Philosophy in New Year’s Resolutions

New Year’s resolutions are one of the strangest rituals observed by the people of the West: highly individualistic commitments to make changes in one’s personal lifestyle are collectively made at the same point in time, even though there is no apparent benefit of coordinating the timing of such vows with others – no mechanism stipulates that people will help each other out in achieving their resolutions. On the contrary, even amongst those making resolutions, the belief is wide-spread that the self-set goals won’t be accomplished anyways. Perhaps it is this last element of sisyphusian absurdity that elevates the ritual of New Year’s resolutions to a poetic annual contemplation about the tragedy of the human condition.

U2 play with this idea in their line “Nothing Changes – On New Year’s Day”:

U2 – New Years Day (1983):

In China, people traditionally used to wish each other happiness, longevity and wealth on their New Year’s Eve aka Spring Festival. However, more recently, the majority of Chinese blessings have been cropped down to include only the mutual wishing of “wealth”, accompanied by a gift of money in red envelopes. This novel ritual in a way invites to annually contemplate about the “The Limits to Growth”, a concept once made famous by the Club of Rome. (Alternatively, U2’s New Year Day song offers itself as basis for contemplation as it also contains the unpleasing lines “And so we are told this is the golden age/And gold is the reason for the wars we wage”)

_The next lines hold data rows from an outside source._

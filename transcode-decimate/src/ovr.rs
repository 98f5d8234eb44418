//! Override files.
//!
//! An override file forces decisions for individual frames or ranges:
//!
//! ```text
//! # single frames
//! 120 -        drop frame 120
//! 121 +        never drop frame 121
//! 300 v        frame 300 is video
//! # ranges, an end of 0 means the last frame
//! 400,499 f    film
//! 500,0 +-+++  repeat the keep/drop pattern over the range
//! ```

use crate::cycle::{Cycle, CycleType, SlotDecision};
use crate::error::{DecimateError, Result};
use std::fs;
use std::path::Path;
use tracing::debug;

const FILE: &str = "overrides";

/// Forced content type of a frame.
#[derive(Debug, Clone, Copy, PartialEq, Eq)]
pub enum ContentOverride {
    /// Frame belongs to film.
    Film,
    /// Frame belongs to video.
    Video,
}

/// Everything the override file says about one frame.
#[derive(Debug, Clone, Copy, PartialEq, Eq, Default)]
pub struct FrameOverride {
    /// Forced keep or drop.
    pub decision: SlotDecision,
    /// Forced content type.
    pub content: Option<ContentOverride>,
}

/// Parsed override file, one entry per source frame.
#[derive(Debug, Clone, Default, PartialEq)]
pub struct Overrides {
    frames: Vec<FrameOverride>,
}

impl Overrides {
    /// Overrides that force nothing.
    pub fn empty(num_frames: usize) -> Self {
        Self {
            frames: vec![FrameOverride::default(); num_frames],
        }
    }

    /// Read and parse an override file.
    pub fn load(path: &Path, num_frames: usize) -> Result<Self> {
        let text = fs::read_to_string(path)?;
        let ovr = Self::parse(&text, num_frames)?;
        debug!(path = %path.display(), "loaded override file");
        Ok(ovr)
    }

    /// Parse override text for a clip of `num_frames` frames.
    pub fn parse(text: &str, num_frames: usize) -> Result<Self> {
        let mut ovr = Self::empty(num_frames);
        let last = num_frames.saturating_sub(1);
        for (idx, raw) in text.lines().enumerate() {
            let line_no = idx + 1;
            let line = raw.trim_end();
            if line.trim().is_empty() || line.starts_with('#') || line.starts_with(';') {
                continue;
            }
            let mut parts = line.split_whitespace();
            let (Some(target), Some(symbol)) = (parts.next(), parts.next()) else {
                return Err(DecimateError::parse(FILE, line_no, "missing specifier"));
            };
            let (start, end) = parse_target(target, last, line_no)?;
            ovr.apply_symbol(start, end, symbol, line_no)?;
        }
        Ok(ovr)
    }

    fn apply_symbol(&mut self, start: usize, end: usize, symbol: &str, line: usize) -> Result<()> {
        let mut chars = symbol.chars();
        let first = chars.next().unwrap_or(' ');
        match first {
            'f' | 'v' => {
                let content = if first == 'f' {
                    ContentOverride::Film
                } else {
                    ContentOverride::Video
                };
                for entry in &mut self.frames[start..=end] {
                    entry.content = Some(content);
                }
            }
            '+' | '-' => {
                let pattern = symbol
                    .chars()
                    .map(|c| {
                        decision_symbol(c).ok_or_else(|| {
                            DecimateError::parse(
                                FILE,
                                line,
                                format!("invalid symbol '{}' in pattern '{}'", c, symbol),
                            )
                        })
                    })
                    .collect::<Result<Vec<SlotDecision>>>()?;
                // a lone symbol covers the whole range, a longer one repeats
                for (k, entry) in self.frames[start..=end].iter_mut().enumerate() {
                    entry.decision = pattern[k % pattern.len()];
                }
            }
            _ => {
                return Err(DecimateError::parse(
                    FILE,
                    line,
                    format!("invalid specifier '{}'", symbol),
                ))
            }
        }
        Ok(())
    }

    /// Override of one frame.
    pub fn get(&self, frame: usize) -> FrameOverride {
        self.frames.get(frame).copied().unwrap_or_default()
    }

    /// Number of frames covered.
    pub fn len(&self) -> usize {
        self.frames.len()
    }

    /// Whether the file covers no frames.
    pub fn is_empty(&self) -> bool {
        self.frames.is_empty()
    }

    /// Whether any frame carries a directive.
    pub fn has_directives(&self) -> bool {
        self.frames.iter().any(|f| *f != FrameOverride::default())
    }

    /// Apply the directives to a freshly anchored cycle.
    ///
    /// Drops are taken in order until the cycle's drop quota is reached and
    /// force the cycle to film. A cycle whose every frame is marked video
    /// becomes forced video, one marked film throughout becomes forced film.
    pub fn apply(&self, c: &mut Cycle) {
        let quota = c.drop_quota();
        let mut drops = 0;
        let mut video = 0;
        let mut film = 0;
        for slot in c.slots() {
            let Ok(frame) = usize::try_from(c.source_frame(slot)) else {
                continue;
            };
            let entry = self.get(frame);
            match entry.decision {
                SlotDecision::Drop if drops < quota => {
                    if c.drop_slot(slot) {
                        drops += 1;
                        c.kind = CycleType::ForcedFilm;
                    }
                }
                SlotDecision::Keep => {
                    c.forced_keep[slot] = true;
                    c.decimate[slot] = SlotDecision::Keep;
                    c.decimate2[slot] = SlotDecision::Keep;
                }
                _ => {}
            }
            match entry.content {
                Some(ContentOverride::Video) => video += 1,
                Some(ContentOverride::Film) => film += 1,
                None => {}
            }
        }
        let len = c.valid_len();
        if video > 0 && video == len && c.kind != CycleType::ForcedFilm {
            c.kind = CycleType::ForcedVideo;
        }
        if film > 0 && film == len && c.kind != CycleType::ForcedVideo {
            c.kind = CycleType::ForcedFilm;
        }
    }

    /// Frames forced to drop, in order.
    pub fn forced_drops(&self) -> impl Iterator<Item = usize> + '_ {
        self.frames
            .iter()
            .enumerate()
            .filter(|(_, f)| f.decision == SlotDecision::Drop)
            .map(|(i, _)| i)
    }
}

fn decision_symbol(c: char) -> Option<SlotDecision> {
    match c {
        '-' => Some(SlotDecision::Drop),
        '+' => Some(SlotDecision::Keep),
        _ => None,
    }
}

fn parse_frame(s: &str, line: usize) -> Result<usize> {
    s.trim()
        .parse::<usize>()
        .map_err(|_| DecimateError::parse(FILE, line, format!("invalid frame number '{}'", s)))
}

fn parse_target(target: &str, last: usize, line: usize) -> Result<(usize, usize)> {
    let (start, end) = match target.split_once(',') {
        Some((a, b)) => {
            let a = parse_frame(a, line)?;
            let b = parse_frame(b, line)?;
            (a, if b == 0 { last } else { b })
        }
        None => {
            let a = parse_frame(target, line)?;
            (a, a)
        }
    };
    if start > last || end > last || end < start {
        return Err(DecimateError::parse(FILE, line, "out of range frame number"));
    }
    Ok((start, end))
}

In India, people light lamps and set them afloat on waterbeds in order to celebrate the triumph of good over evil, or, more philosphical, the triumph of existence over non-existence. And thereby to annually contemplate about the most unsettling question of humanity (or, according to Martin Heidegger and Raymond Smullyan, the “most fundamental issue of philosophy”): Why is there something instead of nothing? (Btw, this blog emphasizes a shortcut answer: “Well, why not?” quoted from the “Stanford Encyclopedia of Philosophy”)

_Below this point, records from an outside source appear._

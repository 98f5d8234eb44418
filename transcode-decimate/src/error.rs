//! Error types for frame decimation.

use thiserror::Error;

/// Decimation error types.
#[derive(Error, Debug)]
pub enum DecimateError {
    /// Invalid configuration parameters.
    #[error("Invalid decimation parameters: {0}")]
    InvalidParameters(String),

    /// Pixel format or bit depth not supported.
    #[error("Unsupported pixel format: {0}")]
    UnsupportedFormat(String),

    /// Frame dimensions mismatch.
    #[error("Frame dimensions mismatch: expected {expected_width}x{expected_height}, got {actual_width}x{actual_height}")]
    DimensionMismatch {
        /// Expected width in pixels.
        expected_width: u32,
        /// Expected height in pixels.
        expected_height: u32,
        /// Actual width in pixels.
        actual_width: u32,
        /// Actual height in pixels.
        actual_height: u32,
    },

    /// A strictly sequential mode was driven out of order.
    #[error("Non-linear access detected: expected frame {expected}, got {requested}")]
    NonLinearAccess {
        /// Next output index the engine can serve.
        expected: usize,
        /// Index that was requested.
        requested: usize,
    },

    /// The sequential stream has no more output frames.
    #[error("End of stream reached (last frame = {last_frame})")]
    EndOfStream {
        /// Last output index that was produced.
        last_frame: usize,
    },

    /// A declared frame dependency could not be fetched.
    #[error("Frame {0} is not available from the source")]
    FrameUnavailable(usize),

    /// An internal invariant was violated.
    #[error("Internal decimation error: {0}")]
    Internal(String),

    /// A side file could not be parsed.
    #[error("{file} line {line}: {message}")]
    Parse {
        /// Kind of file being parsed.
        file: &'static str,
        /// One-based line number.
        line: usize,
        /// Description of the problem.
        message: String,
    },

    /// A metrics file was produced with incompatible settings.
    #[error("Metrics file header mismatch: {0}")]
    HeaderMismatch(String),

    /// I/O error while reading or writing a side file.
    #[error("I/O error: {0}")]
    Io(#[from] std::io::Error),
}

/// Result type for decimation operations.
pub type Result<T> = std::result::Result<T, DecimateError>;

impl DecimateError {
    /// Create an invalid parameters error.
    pub fn invalid_params(msg: impl Into<String>) -> Self {
        Self::InvalidParameters(msg.into())
    }

    /// Create an unsupported format error.
    pub fn unsupported_format(msg: impl Into<String>) -> Self {
        Self::UnsupportedFormat(msg.into())
    }

    /// Create an internal invariant error.
    pub fn internal(msg: impl Into<String>) -> Self {
        Self::Internal(msg.into())
    }

    /// Create a parse error for the given file kind and line.
    pub fn parse(file: &'static str, line: usize, msg: impl Into<String>) -> Self {
        Self::Parse {
            file,
            line,
            message: msg.into(),
        }
    }

    /// Check if this error is recoverable.
    ///
    /// Only a missing dependency can be retried by re-driving the request
    /// once the host has the frame.
    pub fn is_recoverable(&self) -> bool {
        matches!(self, Self::FrameUnavailable(_))
    }
}

#[cfg(test)]
mod tests {
    use super::*;

    #[test]
    fn test_error_display() {
        let err = DecimateError::invalid_params("cycleR must be less than cycle");
        assert_eq!(
            err.to_string(),
            "Invalid decimation parameters: cycleR must be less than cycle"
        );
    }

    #[test]
    fn test_parse_error_display() {
        let err = DecimateError::parse("ovr", 12, "invalid specifier");
        assert_eq!(err.to_string(), "ovr line 12: invalid specifier");
    }

    #[test]
    fn test_non_linear_access() {
        let err = DecimateError::NonLinearAccess {
            expected: 10,
            requested: 4,
        };
        assert!(err.to_string().contains("expected frame 10"));
        assert!(err.to_string().contains("got 4"));
    }

    #[test]
    fn test_is_recoverable() {
        assert!(DecimateError::FrameUnavailable(3).is_recoverable());
        assert!(!DecimateError::EndOfStream { last_frame: 9 }.is_recoverable());
        assert!(!DecimateError::internal("no frame to return").is_recoverable());
    }
}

In contrast to China, India, and many other cultures, Western society is unusual in its focus on proposing to its Members to pledge self-betterment without a cause (at least no specific cause) every New Year. Yet, this ritual highlights perhaps more than any other ritual the individual attitude – prescribed by society – that is necessary, to enable the West to produce enough stuff scheduled for consumption on the occassion of one of its other central annual rituals: the giving of purchased gifts at Christmas. “Fitter, happier, more productive” are suggestions taken up by Radiohead that outline remarkably well the spirit of New Year’s resolutions:

Radiohead – Fitter, Happier (1997):

Maybe they were reading too many Club of Rome reports or listening to too much U2, or – most likely – they were just employing too much common sense, when the German band “Wir sind Helden” (“We are Heroes”) penned their masterpiece “Müssen nur Wollen” (“[You/We] Only have to want [it]”). In that song they write the magnificent lines and only appropriate response to New Year’s resolutions and the societal attitude, on which they are based: “Wenn ich könnte, wie ich wollte, würd’ ich gar nichts wollen – Ich weiss aber, dass alle etwas wollen sollen.” – “If I was able to do what I wanted to, then I wouldn’t want anything – But I know that everybody is supposed to want something!”

Wir sind Helden – Müssen nur wollen (2003):

In their refrain, Wir sind Helden correctly predict, what happens, when we in fact succeed in achieving our New Year’s resolutions:
“Wir können alles schaffen, genau wie die tollen – dressierten Affen!” – “We can achieve everything, just like those awesome – trained monkeys!”